O autômato o fitou com seus olhos de luz vermelha, mas fora isso, nada de mais.
— Não vai
conseguir me derrubar assim, humano. Estou perto demais da fonte… mesmo que
corte todas as minhas ligações, se a principal ainda funcionar, não cairei –
ele disse friamente, erguendo a mão-espada. – Já você não teria essa sorte…
Pyro pulou
pra trás, desviando do ataque. A lâmina passou rente à sua pele, por um triz
não o partiu ao meio.
Mas ainda
o cortou. Foi o que constatou quando a dor o atingiu no peito. A dor de um
corte limpo, reto, transversal, do ombro ao quadril oposto.
Pyro não
parou para ver o prejuízo. Visou atacar mais uma artéria, e o robô já ia parar
seu golpe. Porém, era apenas uma distração. O mago desapareceu e surgiu às costas
da máquina.
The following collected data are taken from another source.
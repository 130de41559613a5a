//! Definition and instance registry.
//!
//! Definitions are discovered once from the definitions directory;
//! instances are loaded from the services file and rewritten in full after
//! every change. [`Registry`] ties both to the lifecycle controller and
//! enforces the create/delete invariants.

mod definitions;
mod fields;
mod instances;
#[allow(clippy::module_inception)]
mod registry;

pub use definitions::{load_definitions, parse_manifest, MANIFEST_FILE};
pub use fields::Fields;
pub use instances::{load_instances, persist_instances};
pub use registry::{Action, Registry, Target};
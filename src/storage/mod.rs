//! File persistence helpers.

mod atomic;

pub use atomic::{remove_if_exists, write_atomic};
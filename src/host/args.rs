//! Host argument vector.

use std::collections::BTreeMap;
use std::path::PathBuf;

use crate::error::DaemonError;

/// `<root> --key=value ...` as passed on the OS command line.
#[derive(Debug, Clone, PartialEq, Eq)]
pub struct HostArgs {
    pub root: PathBuf,
    /// Keys have their leading dashes stripped (`log.level`).
    pub params: BTreeMap<String, String>,
}

impl HostArgs {
    /// Parse arguments, excluding the program name.
    pub fn parse<I, S>(args: I) -> Result<Self, DaemonError>
    where
        I: IntoIterator<Item = S>,
        S: Into<String>,
    {
        let mut args = args.into_iter().map(Into::into);
        let root = args
            .next()
            .filter(|r| !r.is_empty() && !r.starts_with("--"))
            .ok_or_else(|| DaemonError::Host {
                message: "missing installation root argument".to_string(),
            })?;

        let mut params = BTreeMap::new();
        for arg in args {
            let token = arg.trim_start_matches('-');
            if let Some((key, value)) = token.split_once('=') {
                if !key.is_empty() {
                    params.insert(key.to_string(), value.to_string());
                }
            }
        }

        Ok(Self {
            root: PathBuf::from(root),
            params,
        })
    }

    pub fn get(&self, key: &str) -> Option<&str> {
        self.params.get(key).map(String::as_str)
    }
}
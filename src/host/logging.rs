//! Log sink of the service host.
//!
//! Resolved from the `log.*` parameters before any module code runs.
//! Files go to `<root>/logs/`.

use std::path::{Path, PathBuf};

use tracing_appender::non_blocking::WorkerGuard;
use tracing_appender::rolling::{RollingFileAppender, Rotation};
use tracing_subscriber::filter::LevelFilter;
use tracing_subscriber::{fmt, layer::SubscriberExt, util::SubscriberInitExt};

use crate::config::LOGS_DIR;
use crate::error::DaemonError;

use super::args::HostArgs;
use super::rotate::RotatingFile;

const DEFAULT_KEEP: usize = 7;
const DEFAULT_SIZE_MIB: u64 = 80;
const MIB: u64 = 1024 * 1024;

/// Where log lines go.
#[derive(Debug, Clone, PartialEq, Eq)]
pub enum LogSink {
    Off,
    /// One file per day, `keep` files retained.
    Daily {
        dir: PathBuf,
        prefix: String,
        suffix: String,
        keep: usize,
    },
    /// One file rotated at `max_bytes`, `keep` archives retained.
    Rotate {
        path: PathBuf,
        max_bytes: u64,
        keep: usize,
    },
}

#[derive(Debug, Clone, PartialEq, Eq)]
pub struct LogSetup {
    pub level: LevelFilter,
    pub sink: LogSink,
}

/// Map a level name to a filter. `fatal` maps to `error`.
pub fn parse_level(level: &str) -> Option<LevelFilter> {
    match level.to_ascii_lowercase().as_str() {
        "trace" => Some(LevelFilter::TRACE),
        "debug" => Some(LevelFilter::DEBUG),
        "info" => Some(LevelFilter::INFO),
        "warn" | "warning" => Some(LevelFilter::WARN),
        "error" | "fatal" => Some(LevelFilter::ERROR),
        "off" => Some(LevelFilter::OFF),
        _ => None,
    }
}

/// Make a log file name safe and give it a `.log` or `.txt` extension.
pub fn sanitize_log_name(name: &str) -> String {
    let mut clean: String = name
        .chars()
        .map(|c| {
            if c.is_ascii_alphanumeric() || matches!(c, '.' | '_' | '-') {
                c
            } else {
                '-'
            }
        })
        .collect();

    let extension = Path::new(&clean)
        .extension()
        .map(|e| e.to_string_lossy().to_ascii_lowercase());
    if !matches!(extension.as_deref(), Some("log") | Some("txt")) {
        clean.push_str(".log");
    }
    clean
}

fn positive(value: Option<&str>) -> Option<u64> {
    value.and_then(|v| v.parse::<u64>().ok()).filter(|n| *n > 0)
}

/// Resolve the sink from host parameters.
pub fn resolve(args: &HostArgs, exe_name: &str) -> LogSetup {
    let level = args
        .get("log.level")
        .and_then(parse_level)
        .unwrap_or(LevelFilter::INFO);
    if level == LevelFilter::OFF {
        return LogSetup {
            level,
            sink: LogSink::Off,
        };
    }

    let name = match args.get("log.name") {
        Some(name) if !name.is_empty() => name,
        _ => exe_name,
    };
    let file_name = sanitize_log_name(name);
    let dir = args.root.join(LOGS_DIR);
    let keep = positive(args.get("log.keep")).map_or(DEFAULT_KEEP, |k| k as usize);

    let sink = match args.get("log.type") {
        Some("daily") | None => {
            let path = Path::new(&file_name);
            LogSink::Daily {
                dir,
                prefix: path
                    .file_stem()
                    .map(|s| s.to_string_lossy().to_string())
                    .unwrap_or_default(),
                suffix: path
                    .extension()
                    .map(|s| s.to_string_lossy().to_string())
                    .unwrap_or_default(),
                keep,
            }
        }
        Some(_) => LogSink::Rotate {
            path: dir.join(&file_name),
            max_bytes: positive(args.get("log.size")).unwrap_or(DEFAULT_SIZE_MIB) * MIB,
            keep,
        },
    };

    LogSetup { level, sink }
}

/// Install the global subscriber. Keep the guard alive for the process
/// lifetime so buffered lines are flushed.
pub fn init(setup: &LogSetup) -> Result<Option<WorkerGuard>, DaemonError> {
    let (writer, guard) = match &setup.sink {
        LogSink::Off => return Ok(None),
        LogSink::Daily {
            dir,
            prefix,
            suffix,
            keep,
        } => {
            let appender = RollingFileAppender::builder()
                .rotation(Rotation::DAILY)
                .filename_prefix(prefix)
                .filename_suffix(suffix)
                .max_log_files(*keep)
                .build(dir)
                .map_err(|e| DaemonError::Host {
                    message: format!("Failed to open log directory {}: {}", dir.display(), e),
                })?;
            tracing_appender::non_blocking(appender)
        }
        LogSink::Rotate {
            path,
            max_bytes,
            keep,
        } => {
            let file = RotatingFile::open(path, *max_bytes, *keep).map_err(|e| DaemonError::Host {
                message: format!("Failed to open log file {}: {}", path.display(), e),
            })?;
            tracing_appender::non_blocking(file)
        }
    };

    tracing_subscriber::registry()
        .with(setup.level)
        .with(fmt::layer().with_ansi(false).with_writer(writer))
        .try_init()
        .map_err(|e| DaemonError::Host {
            message: format!("Failed to install log subscriber: {}", e),
        })?;

    Ok(Some(guard))
}

#[cfg(test)]
mod tests {
    use super::*;

    fn args(params: &[&str]) -> HostArgs {
        let mut all = vec!["/opt/servman".to_string()];
        all.extend(params.iter().map(|p| p.to_string()));
        HostArgs::parse(all).unwrap()
    }

    #[test]
    fn test_sanitize_log_name() {
        assert_eq!(sanitize_log_name("worker"), "worker.log");
        assert_eq!(sanitize_log_name("worker.txt"), "worker.txt");
        assert_eq!(sanitize_log_name("my svc/1.LOG"), "my-svc-1.LOG");
        assert_eq!(sanitize_log_name("app.out"), "app.out.log");
    }

    #[test]
    fn test_parse_level() {
        assert_eq!(parse_level("fatal"), Some(LevelFilter::ERROR));
        assert_eq!(parse_level("DEBUG"), Some(LevelFilter::DEBUG));
        assert_eq!(parse_level("loud"), None);
    }

    #[test]
    fn test_daily_defaults() {
        let setup = resolve(&args(&[]), "servman-host");
        assert_eq!(setup.level, LevelFilter::INFO);
        assert_eq!(
            setup.sink,
            LogSink::Daily {
                dir: PathBuf::from("/opt/servman/logs"),
                prefix: "servman-host".to_string(),
                suffix: "log".to_string(),
                keep: 7,
            }
        );
    }

    #[test]
    fn test_rotate_sink() {
        let setup = resolve(
            &args(&["--log.type=rotate", "--log.size=2", "--log.keep=3", "--log.name=worker"]),
            "servman-host",
        );
        assert_eq!(
            setup.sink,
            LogSink::Rotate {
                path: PathBuf::from("/opt/servman/logs/worker.log"),
                max_bytes: 2 * MIB,
                keep: 3,
            }
        );
    }

    #[test]
    fn test_rotate_invalid_numbers_fall_back() {
        let setup = resolve(
            &args(&["--log.type=rotate", "--log.size=0", "--log.keep=abc"]),
            "host",
        );
        match setup.sink {
            LogSink::Rotate { max_bytes, keep, .. } => {
                assert_eq!(max_bytes, 80 * MIB);
                assert_eq!(keep, 7);
            }
            other => panic!("unexpected: {:?}", other),
        }
    }

    #[test]
    fn test_off_level_disables_sink() {
        let setup = resolve(&args(&["--log.level=off"]), "host");
        assert_eq!(setup.sink, LogSink::Off);
    }
}
//! Definitions, instances and the attributes they share.

use serde::Serialize;

use super::status::ServiceStatus;

/// Default log level when none is configured.
pub const DEFAULT_LOG_LEVEL: &str = "info";
/// Default retention used by the definition loader.
pub const DEFAULT_LOG_KEEP: i64 = 7;
/// Default rotation threshold (MiB) used by the definition loader.
pub const DEFAULT_LOG_SIZE: i64 = 7;
/// Version text used when none is given.
pub const UNKNOWN_VERSION: &str = "unknown";

/// Module binary selector plus its runtime configuration.
#[derive(Debug, Clone, Default, PartialEq, Eq, Serialize)]
pub struct LibraryRef {
    /// Module file name inside the definition directory.
    pub name: String,
    /// Configuration file, relative to the configuration directory.
    #[serde(rename = "configuration")]
    pub config: String,
    pub version: String,
}

/// Log sink flavour of the service host.
#[derive(Debug, Clone, Copy, Default, PartialEq, Eq, Serialize)]
#[serde(rename_all = "lowercase")]
pub enum LogType {
    #[default]
    Daily,
    Rotate,
}

impl LogType {
    pub fn parse(value: &str) -> Option<Self> {
        match value {
            "daily" => Some(LogType::Daily),
            "rotate" => Some(LogType::Rotate),
            _ => None,
        }
    }

    pub fn as_str(self) -> &'static str {
        match self {
            LogType::Daily => "daily",
            LogType::Rotate => "rotate",
        }
    }
}

/// Logging parameters handed to the service host.
#[derive(Debug, Clone, PartialEq, Eq, Serialize)]
pub struct LogSpec {
    /// Log file name; empty means the host executable name.
    pub name: String,
    #[serde(rename = "type")]
    pub kind: LogType,
    pub level: String,
    /// Retention count.
    pub keep: i64,
    /// Rotation threshold in MiB.
    pub size: i64,
}

impl Default for LogSpec {
    fn default() -> Self {
        Self {
            name: String::new(),
            kind: LogType::Daily,
            level: DEFAULT_LOG_LEVEL.to_string(),
            keep: DEFAULT_LOG_KEEP,
            size: DEFAULT_LOG_SIZE,
        }
    }
}

/// A deployable template backed by a directory of artifacts.
#[derive(Debug, Clone, PartialEq, Eq)]
pub struct Definition {
    pub id: String,
    pub name: String,
    pub description: String,
    pub library: LibraryRef,
    pub log: LogSpec,
}

impl Definition {
    /// Start a new instance carrying this definition's defaults.
    pub fn instantiate(&self, name: &str) -> Instance {
        Instance {
            id: self.id.clone(),
            name: name.to_string(),
            description: self.description.clone(),
            library: self.library.clone(),
            log: self.log.clone(),
            status: ServiceStatus::Unknown,
        }
    }
}

/// A named deployment of a definition, bound to an OS service.
#[derive(Debug, Clone, PartialEq, Eq)]
pub struct Instance {
    /// Owning definition id.
    pub id: String,
    /// Unique instance name, also the OS service name.
    pub name: String,
    pub description: String,
    pub library: LibraryRef,
    pub log: LogSpec,
    /// Last observed status. Never persisted.
    pub status: ServiceStatus,
}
Lançou uma de suas esferas de energia pura, e não ficou lá para
ver.
A esfera
explodiu o pescoço dele, que pendeu para frente. Pyro esperou que tivesse
atingido a artéria principal, mas a cabeça se levantou.
— Errado
ainda, humano.
Era mais
resistente que pensou. Mas estava quase lá. Com certeza a magia fluía por um
tubo até a cabeça, ou partia da cabeça para o resto do corpo. Só precisava
atacar mais ali, e então…
Pyro viu
duas estacas claras perfurarem a garganta do autômato, e ao perceber o que
eram, suspirou aliviado.
Elas
explodiram, e o corpo metálico caiu, revelando quem o atingira.
Lílian
abaixou o arco.
— Tiros no
pescoço são infalíveis. Sendo a coisa humana ou não. – Ela o pulou e entrou. –
Desculpe a demora. E você não deveria estar aqui, Tom.
Ele deu de
ombros. Ainda estava absorto na luta que presenciou.
Pyro tirou
o resto da camisa queimada e agora cortada. O corte do autômato não foi
superficial, mas ele podia suportar.
— Pra
onde, Pyro?
— Pra
baixo. – Ele olhou o buraco no chão.
●
Lyra caiu
no chão e levantou num pulo, correndo na direção do General.
— Saia da
frente! – ela berrou, e ele deu espaço.
Em
seguida, liberou energia pura pelas mãos, derrubando o autômato do corredor.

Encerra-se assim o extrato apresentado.